Work through the entries below and show every line in which "path" is found.

[GIVEN ENTRIES]

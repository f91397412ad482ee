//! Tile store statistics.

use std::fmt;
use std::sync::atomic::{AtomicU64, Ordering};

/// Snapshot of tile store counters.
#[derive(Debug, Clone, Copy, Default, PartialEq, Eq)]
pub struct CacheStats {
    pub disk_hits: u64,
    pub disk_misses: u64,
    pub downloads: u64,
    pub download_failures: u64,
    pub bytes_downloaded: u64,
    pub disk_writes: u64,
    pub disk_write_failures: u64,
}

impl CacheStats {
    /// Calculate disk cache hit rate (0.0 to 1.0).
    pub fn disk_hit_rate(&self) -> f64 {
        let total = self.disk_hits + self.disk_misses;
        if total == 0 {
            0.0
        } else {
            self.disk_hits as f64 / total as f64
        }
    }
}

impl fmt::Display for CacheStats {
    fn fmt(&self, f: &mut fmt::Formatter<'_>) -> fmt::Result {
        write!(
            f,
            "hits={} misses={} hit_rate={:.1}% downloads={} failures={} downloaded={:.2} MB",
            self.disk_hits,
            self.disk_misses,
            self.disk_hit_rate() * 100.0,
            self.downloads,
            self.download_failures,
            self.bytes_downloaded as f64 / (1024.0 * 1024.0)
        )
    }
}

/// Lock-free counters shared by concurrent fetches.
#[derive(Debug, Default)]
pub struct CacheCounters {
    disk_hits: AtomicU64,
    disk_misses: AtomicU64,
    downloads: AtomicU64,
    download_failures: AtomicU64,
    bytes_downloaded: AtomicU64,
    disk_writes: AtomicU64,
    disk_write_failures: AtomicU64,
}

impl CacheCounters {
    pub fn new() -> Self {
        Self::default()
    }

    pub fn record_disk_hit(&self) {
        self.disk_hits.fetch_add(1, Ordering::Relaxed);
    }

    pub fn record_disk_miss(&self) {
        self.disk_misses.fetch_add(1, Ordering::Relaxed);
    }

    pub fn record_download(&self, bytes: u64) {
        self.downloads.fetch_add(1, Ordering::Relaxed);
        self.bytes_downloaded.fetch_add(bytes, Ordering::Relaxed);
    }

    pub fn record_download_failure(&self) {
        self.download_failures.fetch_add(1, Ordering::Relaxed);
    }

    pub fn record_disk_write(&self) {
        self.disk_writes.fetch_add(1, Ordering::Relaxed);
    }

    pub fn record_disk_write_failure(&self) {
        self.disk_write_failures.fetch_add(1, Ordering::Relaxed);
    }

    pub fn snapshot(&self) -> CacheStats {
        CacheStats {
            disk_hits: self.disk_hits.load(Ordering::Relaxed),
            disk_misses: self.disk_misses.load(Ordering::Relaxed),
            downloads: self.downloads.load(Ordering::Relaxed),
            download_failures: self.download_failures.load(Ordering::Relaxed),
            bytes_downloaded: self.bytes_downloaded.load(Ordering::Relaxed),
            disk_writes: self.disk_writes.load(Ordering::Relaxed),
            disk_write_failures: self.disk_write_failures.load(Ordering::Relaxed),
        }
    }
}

[/GIVEN ENTRIES]
[GIVEN ENTRIES]

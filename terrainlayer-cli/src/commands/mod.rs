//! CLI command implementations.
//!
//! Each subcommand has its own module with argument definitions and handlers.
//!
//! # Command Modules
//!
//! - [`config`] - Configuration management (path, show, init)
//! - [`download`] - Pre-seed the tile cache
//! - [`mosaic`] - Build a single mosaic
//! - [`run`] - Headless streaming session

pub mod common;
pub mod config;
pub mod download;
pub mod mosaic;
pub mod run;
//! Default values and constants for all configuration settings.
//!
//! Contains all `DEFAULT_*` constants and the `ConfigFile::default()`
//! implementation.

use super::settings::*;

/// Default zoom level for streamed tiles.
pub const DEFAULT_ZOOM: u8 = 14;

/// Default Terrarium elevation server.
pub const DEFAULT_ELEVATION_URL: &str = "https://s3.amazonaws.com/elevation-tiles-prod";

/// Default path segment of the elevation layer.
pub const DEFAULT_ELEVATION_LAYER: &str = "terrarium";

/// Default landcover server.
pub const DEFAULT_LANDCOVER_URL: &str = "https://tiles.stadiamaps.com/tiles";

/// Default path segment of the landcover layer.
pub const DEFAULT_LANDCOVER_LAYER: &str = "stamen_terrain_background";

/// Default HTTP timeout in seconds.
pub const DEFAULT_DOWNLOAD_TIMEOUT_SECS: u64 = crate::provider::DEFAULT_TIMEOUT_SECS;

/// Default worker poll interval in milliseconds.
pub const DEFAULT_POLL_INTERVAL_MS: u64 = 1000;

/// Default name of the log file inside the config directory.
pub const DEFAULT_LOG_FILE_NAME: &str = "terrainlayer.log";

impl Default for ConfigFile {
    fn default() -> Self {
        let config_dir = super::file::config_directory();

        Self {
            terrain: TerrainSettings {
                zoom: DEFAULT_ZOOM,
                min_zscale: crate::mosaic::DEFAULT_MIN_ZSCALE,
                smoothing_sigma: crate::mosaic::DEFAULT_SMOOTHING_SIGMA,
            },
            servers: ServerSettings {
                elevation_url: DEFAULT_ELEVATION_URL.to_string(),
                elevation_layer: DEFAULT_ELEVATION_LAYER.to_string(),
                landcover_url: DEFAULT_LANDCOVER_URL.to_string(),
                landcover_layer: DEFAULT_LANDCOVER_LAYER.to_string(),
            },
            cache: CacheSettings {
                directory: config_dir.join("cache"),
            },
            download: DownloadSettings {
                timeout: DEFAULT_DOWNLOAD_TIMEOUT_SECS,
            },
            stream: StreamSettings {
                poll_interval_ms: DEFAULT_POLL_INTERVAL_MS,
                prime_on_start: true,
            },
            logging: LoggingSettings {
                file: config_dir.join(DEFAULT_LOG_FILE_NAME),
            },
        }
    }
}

[/GIVEN ENTRIES]

> [TASK SOLUTION]
//! - [`config`] - Configuration management (path, show, init)
/// Default path segment of the elevation layer.
/// Default path segment of the landcover layer.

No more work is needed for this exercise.